__Dataset entries__
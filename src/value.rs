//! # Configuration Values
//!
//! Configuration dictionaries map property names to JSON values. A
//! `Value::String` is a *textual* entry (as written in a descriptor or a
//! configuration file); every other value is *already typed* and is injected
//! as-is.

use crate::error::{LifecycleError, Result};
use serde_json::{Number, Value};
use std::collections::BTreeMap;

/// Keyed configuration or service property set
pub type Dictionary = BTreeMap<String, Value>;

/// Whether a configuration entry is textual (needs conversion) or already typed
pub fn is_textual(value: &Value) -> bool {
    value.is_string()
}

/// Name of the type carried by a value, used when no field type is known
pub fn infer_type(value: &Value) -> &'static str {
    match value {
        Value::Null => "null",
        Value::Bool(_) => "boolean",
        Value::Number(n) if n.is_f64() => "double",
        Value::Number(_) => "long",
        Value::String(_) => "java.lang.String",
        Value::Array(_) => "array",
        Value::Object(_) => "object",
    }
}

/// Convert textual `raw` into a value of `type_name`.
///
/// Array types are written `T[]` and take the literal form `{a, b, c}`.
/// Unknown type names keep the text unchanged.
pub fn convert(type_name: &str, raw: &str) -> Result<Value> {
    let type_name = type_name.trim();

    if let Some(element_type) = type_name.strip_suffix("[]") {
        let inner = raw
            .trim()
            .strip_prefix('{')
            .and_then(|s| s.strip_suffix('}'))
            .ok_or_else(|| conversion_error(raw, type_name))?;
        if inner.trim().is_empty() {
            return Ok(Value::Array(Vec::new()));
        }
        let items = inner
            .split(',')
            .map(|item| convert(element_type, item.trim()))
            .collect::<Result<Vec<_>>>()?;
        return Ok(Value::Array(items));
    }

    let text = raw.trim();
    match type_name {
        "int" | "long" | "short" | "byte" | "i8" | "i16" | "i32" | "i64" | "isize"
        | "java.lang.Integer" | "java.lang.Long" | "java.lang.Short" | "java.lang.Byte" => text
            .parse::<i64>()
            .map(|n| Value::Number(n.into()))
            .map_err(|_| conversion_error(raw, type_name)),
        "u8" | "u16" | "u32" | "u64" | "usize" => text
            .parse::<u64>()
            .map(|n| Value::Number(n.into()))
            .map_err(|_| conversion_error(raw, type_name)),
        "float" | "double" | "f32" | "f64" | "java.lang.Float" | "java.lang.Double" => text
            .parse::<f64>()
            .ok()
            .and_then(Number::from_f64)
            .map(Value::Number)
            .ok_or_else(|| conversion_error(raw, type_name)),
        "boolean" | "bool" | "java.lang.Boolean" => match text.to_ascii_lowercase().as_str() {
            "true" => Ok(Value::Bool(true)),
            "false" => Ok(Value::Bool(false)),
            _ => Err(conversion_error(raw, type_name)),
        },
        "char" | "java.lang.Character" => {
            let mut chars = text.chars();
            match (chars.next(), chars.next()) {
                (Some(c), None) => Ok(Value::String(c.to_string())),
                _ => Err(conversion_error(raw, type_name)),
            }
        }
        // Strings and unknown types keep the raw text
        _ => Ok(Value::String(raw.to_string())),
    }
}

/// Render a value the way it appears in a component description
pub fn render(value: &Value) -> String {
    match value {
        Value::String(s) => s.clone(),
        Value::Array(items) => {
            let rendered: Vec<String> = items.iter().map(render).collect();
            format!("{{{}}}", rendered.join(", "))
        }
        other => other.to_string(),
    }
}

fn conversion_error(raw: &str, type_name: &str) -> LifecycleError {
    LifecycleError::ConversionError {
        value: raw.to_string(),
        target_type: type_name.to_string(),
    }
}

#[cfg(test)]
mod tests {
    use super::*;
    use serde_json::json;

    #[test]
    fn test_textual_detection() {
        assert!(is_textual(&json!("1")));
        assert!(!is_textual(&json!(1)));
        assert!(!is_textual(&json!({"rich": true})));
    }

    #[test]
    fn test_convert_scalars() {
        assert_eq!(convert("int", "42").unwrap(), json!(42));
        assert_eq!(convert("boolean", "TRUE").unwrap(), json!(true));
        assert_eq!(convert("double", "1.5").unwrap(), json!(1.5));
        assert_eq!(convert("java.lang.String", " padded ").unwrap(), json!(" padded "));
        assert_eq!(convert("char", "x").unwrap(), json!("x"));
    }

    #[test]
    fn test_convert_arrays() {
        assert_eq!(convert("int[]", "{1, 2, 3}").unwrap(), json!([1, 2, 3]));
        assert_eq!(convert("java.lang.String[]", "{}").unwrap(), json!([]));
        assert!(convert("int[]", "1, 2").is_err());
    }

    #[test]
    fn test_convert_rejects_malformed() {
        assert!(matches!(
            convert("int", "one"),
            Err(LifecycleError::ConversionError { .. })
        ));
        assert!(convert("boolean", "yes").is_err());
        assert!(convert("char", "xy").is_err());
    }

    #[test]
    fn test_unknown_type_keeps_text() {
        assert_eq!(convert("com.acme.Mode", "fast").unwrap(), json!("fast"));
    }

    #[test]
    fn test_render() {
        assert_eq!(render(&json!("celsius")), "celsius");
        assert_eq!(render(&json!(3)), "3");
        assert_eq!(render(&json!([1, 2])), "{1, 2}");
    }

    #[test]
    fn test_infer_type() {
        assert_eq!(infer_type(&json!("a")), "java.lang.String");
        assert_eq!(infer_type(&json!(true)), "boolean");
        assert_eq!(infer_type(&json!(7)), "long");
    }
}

...

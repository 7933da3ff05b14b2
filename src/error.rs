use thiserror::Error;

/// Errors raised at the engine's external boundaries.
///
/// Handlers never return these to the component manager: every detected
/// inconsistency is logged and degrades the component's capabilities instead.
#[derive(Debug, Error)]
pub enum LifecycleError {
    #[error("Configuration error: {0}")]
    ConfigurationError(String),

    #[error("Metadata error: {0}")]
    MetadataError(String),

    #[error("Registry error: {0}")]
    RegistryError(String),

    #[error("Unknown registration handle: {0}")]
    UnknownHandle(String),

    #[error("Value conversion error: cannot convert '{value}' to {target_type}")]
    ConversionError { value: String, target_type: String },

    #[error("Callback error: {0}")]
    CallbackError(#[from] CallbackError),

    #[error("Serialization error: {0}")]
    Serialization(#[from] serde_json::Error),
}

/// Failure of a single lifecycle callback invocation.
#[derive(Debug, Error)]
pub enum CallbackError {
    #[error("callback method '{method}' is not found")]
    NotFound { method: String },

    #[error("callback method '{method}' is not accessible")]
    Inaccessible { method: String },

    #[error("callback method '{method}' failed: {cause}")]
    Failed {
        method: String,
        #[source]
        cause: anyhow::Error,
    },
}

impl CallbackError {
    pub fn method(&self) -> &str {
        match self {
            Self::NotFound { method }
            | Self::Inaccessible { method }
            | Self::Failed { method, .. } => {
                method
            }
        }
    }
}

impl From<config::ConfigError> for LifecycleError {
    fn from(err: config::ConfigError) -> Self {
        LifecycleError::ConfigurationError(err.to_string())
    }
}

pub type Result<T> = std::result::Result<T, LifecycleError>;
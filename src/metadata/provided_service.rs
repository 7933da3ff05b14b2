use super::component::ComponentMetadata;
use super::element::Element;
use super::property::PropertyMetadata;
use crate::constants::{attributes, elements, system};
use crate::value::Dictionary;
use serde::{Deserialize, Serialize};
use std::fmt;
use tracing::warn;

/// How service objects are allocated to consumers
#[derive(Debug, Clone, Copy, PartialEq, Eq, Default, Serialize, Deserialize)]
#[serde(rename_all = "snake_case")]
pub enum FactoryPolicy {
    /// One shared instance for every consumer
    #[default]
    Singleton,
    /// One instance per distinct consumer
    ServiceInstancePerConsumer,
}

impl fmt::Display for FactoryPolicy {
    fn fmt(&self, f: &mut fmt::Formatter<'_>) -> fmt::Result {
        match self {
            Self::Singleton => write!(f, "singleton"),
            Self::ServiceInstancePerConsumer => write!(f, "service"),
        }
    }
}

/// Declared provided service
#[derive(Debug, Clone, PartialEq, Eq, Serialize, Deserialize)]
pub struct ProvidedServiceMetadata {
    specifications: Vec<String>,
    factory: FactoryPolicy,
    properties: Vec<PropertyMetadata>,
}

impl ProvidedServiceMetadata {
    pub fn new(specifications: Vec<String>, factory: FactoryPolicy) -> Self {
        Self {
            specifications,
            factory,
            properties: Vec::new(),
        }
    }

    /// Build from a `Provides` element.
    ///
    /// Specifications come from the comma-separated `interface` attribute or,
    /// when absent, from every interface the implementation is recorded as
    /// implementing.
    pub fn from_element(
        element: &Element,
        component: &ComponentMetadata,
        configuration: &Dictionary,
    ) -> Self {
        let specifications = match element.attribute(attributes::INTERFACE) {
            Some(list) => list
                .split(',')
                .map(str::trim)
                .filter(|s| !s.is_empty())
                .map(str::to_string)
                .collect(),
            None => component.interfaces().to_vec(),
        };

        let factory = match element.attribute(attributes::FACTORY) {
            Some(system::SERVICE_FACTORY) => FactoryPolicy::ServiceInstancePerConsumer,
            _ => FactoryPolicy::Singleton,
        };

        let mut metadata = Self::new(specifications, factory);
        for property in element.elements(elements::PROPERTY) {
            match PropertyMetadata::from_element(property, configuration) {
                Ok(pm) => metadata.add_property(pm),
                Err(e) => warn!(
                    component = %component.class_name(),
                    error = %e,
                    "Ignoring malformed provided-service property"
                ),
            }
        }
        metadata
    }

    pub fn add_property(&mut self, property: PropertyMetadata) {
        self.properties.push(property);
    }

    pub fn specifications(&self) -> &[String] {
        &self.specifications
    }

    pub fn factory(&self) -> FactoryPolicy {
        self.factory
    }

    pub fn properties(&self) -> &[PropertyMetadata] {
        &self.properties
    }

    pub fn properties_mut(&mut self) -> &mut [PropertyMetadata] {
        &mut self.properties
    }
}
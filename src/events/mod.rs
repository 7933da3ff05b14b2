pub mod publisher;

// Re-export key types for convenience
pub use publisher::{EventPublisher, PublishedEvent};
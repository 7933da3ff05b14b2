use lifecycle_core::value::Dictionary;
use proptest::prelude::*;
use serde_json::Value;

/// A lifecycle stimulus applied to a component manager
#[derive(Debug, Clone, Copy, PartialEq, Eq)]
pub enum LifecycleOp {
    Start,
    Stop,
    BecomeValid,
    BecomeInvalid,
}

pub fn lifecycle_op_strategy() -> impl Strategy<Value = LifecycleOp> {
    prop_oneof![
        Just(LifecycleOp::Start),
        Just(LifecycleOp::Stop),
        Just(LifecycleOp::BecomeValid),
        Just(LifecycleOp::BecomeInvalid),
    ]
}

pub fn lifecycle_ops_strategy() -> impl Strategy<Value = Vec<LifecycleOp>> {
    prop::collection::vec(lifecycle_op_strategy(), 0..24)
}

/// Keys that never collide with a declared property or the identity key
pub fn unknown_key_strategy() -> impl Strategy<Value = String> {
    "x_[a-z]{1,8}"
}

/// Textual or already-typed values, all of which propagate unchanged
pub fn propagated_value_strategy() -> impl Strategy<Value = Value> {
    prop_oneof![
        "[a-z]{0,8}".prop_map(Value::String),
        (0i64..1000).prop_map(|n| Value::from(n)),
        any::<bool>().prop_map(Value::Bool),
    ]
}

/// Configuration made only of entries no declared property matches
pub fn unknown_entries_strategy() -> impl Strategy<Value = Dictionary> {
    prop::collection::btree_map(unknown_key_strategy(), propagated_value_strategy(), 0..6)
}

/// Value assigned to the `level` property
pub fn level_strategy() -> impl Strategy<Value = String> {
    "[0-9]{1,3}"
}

--

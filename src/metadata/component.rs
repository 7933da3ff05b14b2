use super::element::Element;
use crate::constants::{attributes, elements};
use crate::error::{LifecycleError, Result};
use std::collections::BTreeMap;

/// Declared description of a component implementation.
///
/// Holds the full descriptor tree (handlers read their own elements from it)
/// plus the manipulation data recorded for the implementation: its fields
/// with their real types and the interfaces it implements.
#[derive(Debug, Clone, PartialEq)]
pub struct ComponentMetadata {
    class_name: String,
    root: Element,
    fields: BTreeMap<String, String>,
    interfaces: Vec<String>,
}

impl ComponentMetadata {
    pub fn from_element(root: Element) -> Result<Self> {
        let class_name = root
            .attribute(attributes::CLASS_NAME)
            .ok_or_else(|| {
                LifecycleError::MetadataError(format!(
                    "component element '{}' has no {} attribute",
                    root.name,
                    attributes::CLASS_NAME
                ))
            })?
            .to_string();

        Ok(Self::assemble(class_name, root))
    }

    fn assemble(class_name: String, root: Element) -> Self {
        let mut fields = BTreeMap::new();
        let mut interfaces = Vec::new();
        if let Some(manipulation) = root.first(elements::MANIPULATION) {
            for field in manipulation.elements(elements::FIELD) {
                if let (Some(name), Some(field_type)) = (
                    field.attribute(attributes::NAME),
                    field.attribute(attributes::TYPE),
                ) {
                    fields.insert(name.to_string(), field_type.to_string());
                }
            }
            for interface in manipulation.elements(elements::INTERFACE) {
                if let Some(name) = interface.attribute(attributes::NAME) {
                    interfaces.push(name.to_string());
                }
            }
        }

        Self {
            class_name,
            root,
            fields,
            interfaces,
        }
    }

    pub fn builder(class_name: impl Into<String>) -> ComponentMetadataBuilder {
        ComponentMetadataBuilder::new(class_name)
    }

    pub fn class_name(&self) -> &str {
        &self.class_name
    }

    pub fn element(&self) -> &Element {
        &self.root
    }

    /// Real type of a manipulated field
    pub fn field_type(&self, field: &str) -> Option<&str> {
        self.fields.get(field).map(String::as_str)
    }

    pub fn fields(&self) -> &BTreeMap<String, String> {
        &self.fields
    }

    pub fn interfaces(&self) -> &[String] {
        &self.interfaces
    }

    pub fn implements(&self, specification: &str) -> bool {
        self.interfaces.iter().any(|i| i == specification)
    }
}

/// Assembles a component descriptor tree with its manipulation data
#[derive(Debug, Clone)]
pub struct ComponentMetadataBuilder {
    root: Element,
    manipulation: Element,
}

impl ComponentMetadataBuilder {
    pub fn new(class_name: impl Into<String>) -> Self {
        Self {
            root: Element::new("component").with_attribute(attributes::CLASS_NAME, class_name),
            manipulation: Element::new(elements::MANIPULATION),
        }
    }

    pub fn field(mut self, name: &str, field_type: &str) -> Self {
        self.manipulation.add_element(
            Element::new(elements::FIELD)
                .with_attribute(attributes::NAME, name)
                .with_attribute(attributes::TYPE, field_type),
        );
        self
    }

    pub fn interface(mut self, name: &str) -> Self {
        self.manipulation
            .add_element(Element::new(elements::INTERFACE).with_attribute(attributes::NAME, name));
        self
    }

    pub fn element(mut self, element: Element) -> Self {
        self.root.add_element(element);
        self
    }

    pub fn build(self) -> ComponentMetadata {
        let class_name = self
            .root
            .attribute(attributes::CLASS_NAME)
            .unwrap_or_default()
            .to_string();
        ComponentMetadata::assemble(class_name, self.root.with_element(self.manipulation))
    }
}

__Aim of the task__
What you return must be the lines above that run from the line with "filename src/value.rs" to the line with "let type_name = type_name.trim();", inclusive, each copied exactly.

__Answer section__
filename src/value.rs
//! # Configuration Values
//!
//! Configuration dictionaries map property names to JSON values. A
//! `Value::String` is a *textual* entry (as written in a descriptor or a
//! configuration file); every other value is *already typed* and is injected
//! as-is.

use crate::error::{LifecycleError, Result};
use serde_json::{Number, Value};
use std::collections::BTreeMap;

/// Keyed configuration or service property set
pub type Dictionary = BTreeMap<String, Value>;

/// Whether a configuration entry is textual (needs conversion) or already typed
pub fn is_textual(value: &Value) -> bool {
    value.is_string()
}

/// Name of the type carried by a value, used when no field type is known
pub fn infer_type(value: &Value) -> &'static str {
    match value {
        Value::Null => "null",
        Value::Bool(_) => "boolean",
        Value::Number(n) if n.is_f64() => "double",
        Value::Number(_) => "long",
        Value::String(_) => "java.lang.String",
        Value::Array(_) => "array",
        Value::Object(_) => "object",
    }
}

/// Convert textual `raw` into a value of `type_name`.
///
/// Array types are written `T[]` and take the literal form `{a, b, c}`.
/// Unknown type names keep the text unchanged.
pub fn convert(type_name: &str, raw: &str) -> Result<Value> {
    let type_name = type_name.trim();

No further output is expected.